Consider a dataset with N samples, where every sample consists of head elements followed by tail elements. I'd like to perform an stable reordering such that N tails are grouped together at the top, and N heads are grouped together at the bottom.
For example, the dataset:
-1 -2 -3 1 2 3 4 5
-4 -5 -6 6 7 8 9 10
-7 -8 -9 11 12 13 14 15
-10 -11 -12 16 17 18 19 20
has has N = 4 samples, with head = 3 (negative integers), and tail = 5 (positive integers). The desired transformation would yield:
1 2 3 4 5 6 7 8
9 10 11 12 13 14 15 16
17 18 19 20 -1 -2 -3 -4
-5 -6 -7 -8 -9 -10 -11 -12
I implemented a solution based on repeated application of rotations. The rotations are those implemented by the C++ algorithm std::rotate:
std::rotate(first, n_first, last)swaps the elements in the range[first, last)in such a way that the elementn_firstbecomes the first element of the new range andn_first - 1becomes the last element.
My implementation (shown below) provides a correct solution and performs well for my problems.
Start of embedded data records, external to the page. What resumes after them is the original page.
//! Rendering targets into tool invocations.
//!
//! Every command is a fully qualified argv; no shell ever interpolates
//! user strings. Token order is fixed: options in declared set order,
//! objects in declared list order, dependency libraries in link order.

use crate::options::Processor;
use crate::project::{effective_group, Globals};
use crate::target::{Graph, Lang, LinkDriver, TargetId, TargetKind};
use crate::toolchain::Toolchain;
use std::path::Path;

#[derive(Debug, Clone, Copy, PartialEq, Eq)]
pub enum CommandKind {
    Compile,
    Archive,
    Link,
    Generate,
}

/// One ready-to-spawn tool invocation.
#[derive(Debug, Clone)]
pub struct BuildCommand {
    pub target: TargetId,
    pub kind: CommandKind,
    /// The file this command produces.
    pub out_path: std::path::PathBuf,
    /// Program followed by its arguments.
    pub argv: Vec<String>,
    /// Short human-readable label for progress output.
    pub desc: String,
}

impl BuildCommand {
    pub fn program(&self) -> &str {
        &self.argv[0]
    }
}

fn path_str(p: &Path) -> String {
    p.to_string_lossy().into_owned()
}

/// Expand a declared lib list into link-line inputs: each library in
/// declared order, followed by the transitive closure of the static
/// archives it depends on (archives carry no link edges themselves).
fn link_inputs(graph: &Graph, libs: &[TargetId]) -> Vec<String> {
    fn visit(graph: &Graph, id: TargetId, seen: &mut Vec<TargetId>, out: &mut Vec<String>) {
        if seen.contains(&id) {
            return;
        }
        seen.push(id);
        out.push(path_str(&graph.get(id).path));
        if let TargetKind::StaticLibrary { libs, .. } = &graph.get(id).kind {
            for &l in libs {
                visit(graph, l, seen, out);
            }
        }
    }
    let mut seen = Vec::new();
    let mut out = Vec::new();
    for &l in libs {
        visit(graph, l, &mut seen, &mut out);
    }
    out
}

fn file_name(p: &Path) -> String {
    p.file_name()
        .map(|n| n.to_string_lossy().into_owned())
        .unwrap_or_else(|| path_str(p))
}

/// Build the command for one target; sources have none.
pub fn command_for(
    globals: &Globals,
    graph: &Graph,
    toolchain: &Toolchain,
    id: TargetId,
) -> Option<BuildCommand> {
    let target = graph.get(id);
    let group = effective_group(globals, graph, id);

    match &target.kind {
        TargetKind::Source => None,

        TargetKind::GeneratedSource {
            script,
            interpreter,
            inputs,
        } => {
            // Contract with generator scripts: argv is the script, its
            // inputs, then the output path to produce.
            let mut argv = vec![interpreter.clone(), path_str(script)];
            argv.extend(inputs.iter().map(|p| path_str(p)));
            argv.push(path_str(&target.path));
            Some(BuildCommand {
                target: id,
                kind: CommandKind::Generate,
                out_path: target.path.clone(),
                argv,
                desc: format!("generate {}", file_name(&target.path)),
            })
        }

        TargetKind::Object { source, lang } => {
            let src = &graph.get(*source).path;
            let driver = toolchain.driver(*lang == Lang::Cxx);
            let mut argv = vec![
                path_str(driver),
                "-c".to_string(),
                path_str(src),
                "-o".to_string(),
                path_str(&target.path),
            ];
            match lang {
                Lang::C => {
                    argv.extend(group.get(Processor::Cpp).argv());
                    argv.extend(group.get(Processor::Cc).argv());
                }
                Lang::Cxx => {
                    argv.extend(group.get(Processor::Cpp).argv());
                    argv.extend(group.get(Processor::Cxx).argv());
                }
                Lang::Asm => {
                    // Uppercase .S wants the preprocessor; plain .s does not.
                    if src.extension().is_some_and(|e| e == "S") {
                        argv.extend(group.get(Processor::Cpp).argv());
                    }
                    argv.extend(group.get(Processor::As).argv());
                }
            }
            Some(BuildCommand {
                target: id,
                kind: CommandKind::Compile,
                out_path: target.path.clone(),
                argv,
                desc: format!("compile {}", file_name(src)),
            })
        }

        TargetKind::StaticLibrary { objects, .. } => {
            let mut argv = vec![
                path_str(&toolchain.ar_path),
                "rcs".to_string(),
                path_str(&target.path),
            ];
            argv.extend(objects.iter().map(|&o| path_str(&graph.get(o).path)));
            Some(BuildCommand {
                target: id,
                kind: CommandKind::Archive,
                out_path: target.path.clone(),
                argv,
                desc: format!("archive {}", file_name(&target.path)),
            })
        }

        TargetKind::SharedLibrary { objects, libs } => {
            let proc = match target.linker {
                Some(LinkDriver::Cxx) => Processor::LdCxxLib,
                _ => Processor::LdCcLib,
            };
            let driver = toolchain.driver(target.linker == Some(LinkDriver::Cxx));
            let set = group.get(proc);
            let mut argv = vec![path_str(driver)];
            if !set.iter().any(|o| o.name == "-shared") {
                argv.push("-shared".to_string());
            }
            argv.extend(set.argv_pre());
            argv.push("-o".to_string());
            argv.push(path_str(&target.path));
            argv.extend(objects.iter().map(|&o| path_str(&graph.get(o).path)));
            argv.extend(link_inputs(graph, libs));
            argv.extend(set.argv_post());
            Some(BuildCommand {
                target: id,
                kind: CommandKind::Link,
                out_path: target.path.clone(),
                argv,
                desc: format!("link {}", file_name(&target.path)),
            })
        }

        TargetKind::Executable { objects, libs } => {
            let proc = match target.linker {
                Some(LinkDriver::Cxx) => Processor::LdCxxExec,
                _ => Processor::LdCcExec,
            };
            let driver = toolchain.driver(target.linker == Some(LinkDriver::Cxx));
            let set = group.get(proc);
            let mut argv = vec![path_str(driver)];
            argv.extend(set.argv_pre());
            argv.push("-o".to_string());
            argv.push(path_str(&target.path));
            argv.extend(objects.iter().map(|&o| path_str(&graph.get(o).path)));
            argv.extend(link_inputs(graph, libs));
            argv.extend(set.argv_post());
            Some(BuildCommand {
                target: id,
                kind: CommandKind::Link,
                out_path: target.path.clone(),
                argv,
                desc: format!("link {}", file_name(&target.path)),
            })
        }
    }
}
However, it needs to perform N rotations, where the complexity of every rotation increases from O(head + tail) to O(N * tail + head).
Are you aware of an algorithm with better complexity?.
My code follows:
#include <algorithm>
#include <vector>
#include <iostream>
#include <iomanip>
template <typename I> // I models Forward Iterator
I reorder(I f, I l, std::size_t head_size, std::size_t tail_size)
{
std::size_t k = 1;
auto m = std::next(f, head_size);
auto t = std::next(m, tail_size);
while (t != l) {
f = std::rotate(f, m, std::next(m, tail_size));
m = std::next(f, ++k * head_size);
t = std::next(m, tail_size);
};
return std::rotate(f, m, t);
}
template <typename C>
void show(const char* message, const C& c)
{
std::size_t shown { 0 };
std::cout << message << "\n";
for (auto && ci : c)
std::cout << std::setw(3) << ci
<< (++shown % 8 == 0 ? "\n" : " ");
}
int main()
{
std::vector<int> v {
-1, -2, -3, 1, 2, 3, 4, 5,
-4, -5, -6, 6, 7, 8, 9, 10,
-7, -8, -9, 11, 12, 13, 14, 15,
-10, -11, -12, 16, 17, 18, 19, 20 };
std::size_t head_size { 3 };
std::size_t tail_size { 5 };
show("before reorder", v);
reorder(v.begin(), v.end(), head_size, tail_size);
show("after reorder", v);
return 0;
}
Compile and run:
$ clang++ example.cpp -std=c++14
before reorder
-1 -2 -3 1 2 3 4 5
-4 -5 -6 6 7 8 9 10
-7 -8 -9 11 12 13 14 15
-10 -11 -12 16 17 18 19 20
after reorder
1 2 3 4 5 6 7 8
9 10 11 12 13 14 15 16
17 18 19 20 -1 -2 -3 -4
-5 -6 -7 -8 -9 -10 -11 -12
Details about the problem domain
I'm reading images where every line is preceded by pixel metadata, and followed by the raw pixels, like so:
[metadata] [pixels...]
[metadata] [pixels...]
[ many more of these]
[metadata] [pixels...]
I need to pack all the pixels together and pass them to OpenGL, but I also need to maintain the metadata accessible for the program. So, I do this:
[all the pixels] [all the metadata]
and pass [all the pixels] to my graphics card while keeping a handle to [all the metadata] in the CPU.
Edit
Thanks for your responses - I've ended up implementing an alternative solution that does not rely on reordering. However, the point remains: can you improve the algorithm for "in place" dataset reordering? It is similar to in place matrix transpose.